Optimization of the microstructure and mechanical properties of heterogeneous Al-Al2O3 nanocomposites

Abstract

High-energy ball milling and hot-press sintering were employed to synthesize heterogeneous aluminum (Al) matrix nanocomposites reinforced by 5 vol.% alumina (Al2O3) nanoparticles. The heterogeneous structure was formed by the nonuniform distribution of Al2O3 nanoparticles in Al matrix, and it composed of an isolated irregular soft phase (pure Al) and a continuous hard phase (Al reinforced by Al2O3 nanoparticles). It was found that the size of soft phase is optimized with increasing ball milling time, resulting in an increase in the yield strength and ultimate strength, as well as retained failure strain.
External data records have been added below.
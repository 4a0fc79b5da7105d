use anyhow::{Context, Result};
use clap::{Parser, Subcommand};
use neuralvibe_core::credentials::mask_secret;
use neuralvibe_core::{
    AvailableProviders, Conversation, CredentialStore, Dispatch, Dispatcher, FallbackDispatcher,
    FileCredentialStore, Message, ProviderId, Role, RouterError, catalog, classify,
    select_provider,
};
use serde::Deserialize;
use std::path::{Path, PathBuf};
use std::sync::Arc;
use tokio::io::{AsyncBufReadExt, BufReader};
use tracing::{info, warn};
use tracing_subscriber::EnvFilter;

mod config;

use config::NeuralVibeConfig;

#[derive(Parser)]
#[command(name = "neuralvibe")]
#[command(version)]
#[command(about = "NeuralVibe: route chat messages to the best available LLM")]
struct Cli {
    /// Path to config file
    #[arg(short, long, global = true)]
    config: Option<PathBuf>,

    /// Enable debug logging
    #[arg(short, long, global = true)]
    debug: bool,

    #[command(subcommand)]
    command: Commands,
}

#[derive(Subcommand)]
enum Commands {
    /// Initialize config directory and default config
    Init,

    /// Show current configuration (API keys masked)
    Config,

    /// Manage stored API keys
    Keys {
        #[command(subcommand)]
        action: KeysAction,
    },

    /// List the model catalog
    Models,

    /// Print the detected domain of a text
    Classify {
        text: String,
    },

    /// Show which provider a message would be routed to, without sending it
    Route {
        message: String,

        /// JSON file with prior turns: [{"role": "user", "content": "..."}]
        #[arg(long)]
        history: Option<PathBuf>,
    },

    /// Send a one-shot message
    Ask {
        /// The message to send
        message: String,
    },

    /// Interactive chat session
    Chat,
}

#[derive(Subcommand)]
enum KeysAction {
    /// Store an API key
    Set { provider: ProviderId, key: String },

    /// Remove a stored API key
    Remove { provider: ProviderId },

    /// List stored keys (masked)
    List,
}

#[tokio::main]
async fn main() -> Result<()> {
    let cli = Cli::parse();

    // Set up logging; RUST_LOG wins when set
    let filter = if cli.debug { "debug" } else { "info" };
    let filter = EnvFilter::try_from_default_env().unwrap_or_else(|_| EnvFilter::new(filter));
    tracing_subscriber::fmt()
        .with_env_filter(filter)
        .with_writer(std::io::stderr)
        .init();

    match cli.command {
        Commands::Init => cmd_init().await,
        Commands::Config => cmd_config(&cli.config),
        Commands::Keys { action } => cmd_keys(action, &config::credentials_path()),
        Commands::Models => cmd_models(),
        Commands::Classify { text } => cmd_classify(&text),
        Commands::Route { message, history } => {
            cmd_route(&cli.config, &message, history.as_deref())
        }
        Commands::Ask { message } => cmd_ask(&cli.config, &message).await,
        Commands::Chat => cmd_chat(&cli.config).await,
    }
}

async fn cmd_init() -> Result<()> {
    let config_dir = config::config_dir();
    tokio::fs::create_dir_all(&config_dir)
        .await
        .with_context(|| format!("Failed to create config dir: {}", config_dir.display()))?;

    let config_path = config::default_config_path();
    if config_path.exists() {
        warn!("Config already exists at {}", config_path.display());
    } else {
        let default_config = include_str!("../../../config/default.toml");
        tokio::fs::write(&config_path, default_config).await?;
        #[cfg(unix)]
        {
            use std::os::unix::fs::PermissionsExt;
            tokio::fs::set_permissions(&config_path, std::fs::Permissions::from_mode(0o600))
                .await?;
        }
        info!("Created default config at {}", config_path.display());
    }

    println!("NeuralVibe initialized at {}", config_dir.display());
    println!(
        "Add API keys with `neuralvibe keys set <provider> <key>` or edit {}.",
        config_path.display()
    );
    Ok(())
}

fn cmd_config(config_path: &Option<PathBuf>) -> Result<()> {
    let cfg = NeuralVibeConfig::load(config_path)?;
    println!("{}", toml::to_string_pretty(&cfg.redacted())?);
    Ok(())
}

fn cmd_keys(action: KeysAction, key_file: &Path) -> Result<()> {
    let store = FileCredentialStore::open(key_file)
        .with_context(|| format!("Failed to open key file {}", key_file.display()))?;

    match action {
        KeysAction::Set { provider, key } => {
            let key = key.trim();
            anyhow::ensure!(!key.is_empty(), "API key must not be empty");
            store.set(provider, key)?;
            println!("Saved {} API key ({})", provider.display_name(), mask_secret(key));
        }
        KeysAction::Remove { provider } => {
            store.set(provider, "")?;
            println!("Removed {} API key", provider.display_name());
        }
        KeysAction::List => {
            for provider in ProviderId::ALL {
                match store.get(provider).filter(|k| !k.trim().is_empty()) {
                    Some(key) => println!("{:<10} {:<16} available", provider, mask_secret(&key)),
                    None => println!("{:<10} {:<16} missing", provider, "(not set)"),
                }
            }
            println!("Key file: {}", store.path().display());
        }
    }
    Ok(())
}

fn cmd_models() -> Result<()> {
    for model in &catalog::AVAILABLE_MODELS {
        println!(
            "{:<10} {:<16} {:<10} {:<24} {:>6}  {}",
            model.id,
            model.display_name,
            model.provider,
            model.wire_value,
            model.max_tokens,
            model.description
        );
    }
    Ok(())
}

fn cmd_classify(text: &str) -> Result<()> {
    match classify(text) {
        Some(domain) => println!("{domain}"),
        None => println!("none"),
    }
    Ok(())
}

/// One prior turn in a `--history` file
#[derive(Debug, Deserialize)]
struct HistoryEntry {
    role: Role,
    content: String,
}

fn load_history(path: &Path) -> Result<Vec<Message>> {
    let text = std::fs::read_to_string(path)
        .with_context(|| format!("Failed to read history file {}", path.display()))?;
    let entries: Vec<HistoryEntry> = serde_json::from_str(&text)
        .with_context(|| format!("Failed to parse history file {}", path.display()))?;
    Ok(entries
        .into_iter()
        .map(|e| Message::new(e.role, e.content))
        .collect())
}

fn cmd_route(config_path: &Option<PathBuf>, message: &str, history: Option<&Path>) -> Result<()> {
    let cfg = NeuralVibeConfig::load(config_path)?;
    let store = cfg.credential_store(&config::credentials_path())?;
    let available = neuralvibe_core::available_providers(&store);

    let mut conversation = match history {
        Some(path) => load_history(path)?,
        None => Vec::new(),
    };
    conversation.push(Message::user(message));

    let decision = select_provider(&conversation, &available)?;
    println!("provider:  {}", decision.provider.display_name());
    println!("reason:    {}", decision.reason);
    println!(
        "available: {}",
        available
            .iter()
            .map(|p| p.as_str())
            .collect::<Vec<_>>()
            .join(", ")
    );
    Ok(())
}

/// The dispatcher, optionally wrapped with the configured fallback
enum Router {
    Direct(Dispatcher),
    WithFallback(FallbackDispatcher),
}

struct Reply {
    dispatch: Dispatch,
    used_fallback: bool,
}

impl Router {
    fn from_config(cfg: &NeuralVibeConfig) -> Result<Self> {
        let store: Arc<dyn CredentialStore> =
            Arc::new(cfg.credential_store(&config::credentials_path())?);
        let dispatcher = cfg.dispatcher(store)?;
        Ok(match cfg.router.fallback {
            Some(secondary) => Self::WithFallback(FallbackDispatcher::new(dispatcher, secondary)),
            None => Self::Direct(dispatcher),
        })
    }

    fn available(&self) -> AvailableProviders {
        match self {
            Self::Direct(d) => d.available(),
            Self::WithFallback(f) => f.inner().available(),
        }
    }

    async fn send(&self, conversation: &[Message]) -> Result<Reply, RouterError> {
        let available = self.available();
        match self {
            Self::Direct(d) => Ok(Reply {
                dispatch: d.dispatch(conversation, &available).await?,
                used_fallback: false,
            }),
            Self::WithFallback(f) => {
                let out = f.dispatch(conversation, &available).await?;
                Ok(Reply {
                    dispatch: out.dispatch,
                    used_fallback: out.used_fallback,
                })
            }
        }
    }
}

fn print_header(reply: &Reply) {
    let badge = if reply.used_fallback { " (Fallback)" } else { "" };
    println!(
        "[{}{}] {}",
        reply.dispatch.provider.display_name(),
        badge,
        reply.dispatch.reason
    );
}

async fn cmd_ask(config_path: &Option<PathBuf>, message: &str) -> Result<()> {
    let cfg = NeuralVibeConfig::load(config_path)?;
    let router = Router::from_config(&cfg)?;

    let mut conversation = Conversation::new();
    conversation.push_user(message);

    let reply = router.send(conversation.messages()).await?;
    print_header(&reply);
    println!("{}", reply.dispatch.response.content);
    let usage = reply.dispatch.response.usage;
    println!(
        "tokens: {} prompt + {} completion = {}",
        usage.prompt_tokens, usage.completion_tokens, usage.total_tokens
    );
    Ok(())
}

async fn cmd_chat(config_path: &Option<PathBuf>) -> Result<()> {
    let cfg = NeuralVibeConfig::load(config_path)?;
    let router = Router::from_config(&cfg)?;
    let mut conversation = Conversation::new();

    println!("NeuralVibe chat. /clear resets the conversation, /quit exits.");
    let mut lines = BufReader::new(tokio::io::stdin()).lines();
    while let Some(line) = lines.next_line().await? {
        let input = line.trim();
        match input {
            "" => continue,
            "/quit" | "/exit" => break,
            "/clear" => {
                conversation.clear();
                println!("Conversation cleared.");
                continue;
            }
            _ => {}
        }

        conversation.push_user(input);
        match router.send(conversation.messages()).await {
            Ok(reply) => {
                print_header(&reply);
                println!("{}", reply.dispatch.response.content);
                conversation.push_assistant(
                    reply.dispatch.response.content.clone(),
                    reply.dispatch.response.usage,
                );
                println!(
                    "tokens: {} (session {})",
                    reply.dispatch.response.usage.total_tokens,
                    conversation.total_tokens()
                );
            }
            Err(e) => {
                warn!("Request failed: {}", e);
                println!("Error: {e}");
            }
        }
    }
    Ok(())
}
It is worth noting that the ultimate strength of heterogeneous Al nanocomposite with milling time of 20 h (referred to as Heter-20) reached 610 MPa under compression testing. In particular, the introduced soft phase exhibited severe plastic deformation and interface microcracks under compression, which led to higher failure strain (∼30% for Heter-20) and toughness compared to traditional homogeneous Al matrix composites. Furthermore, coexistence of brittle and ductile fractures was observed in the heterogeneous Al nanocomposites under quasi-static compression.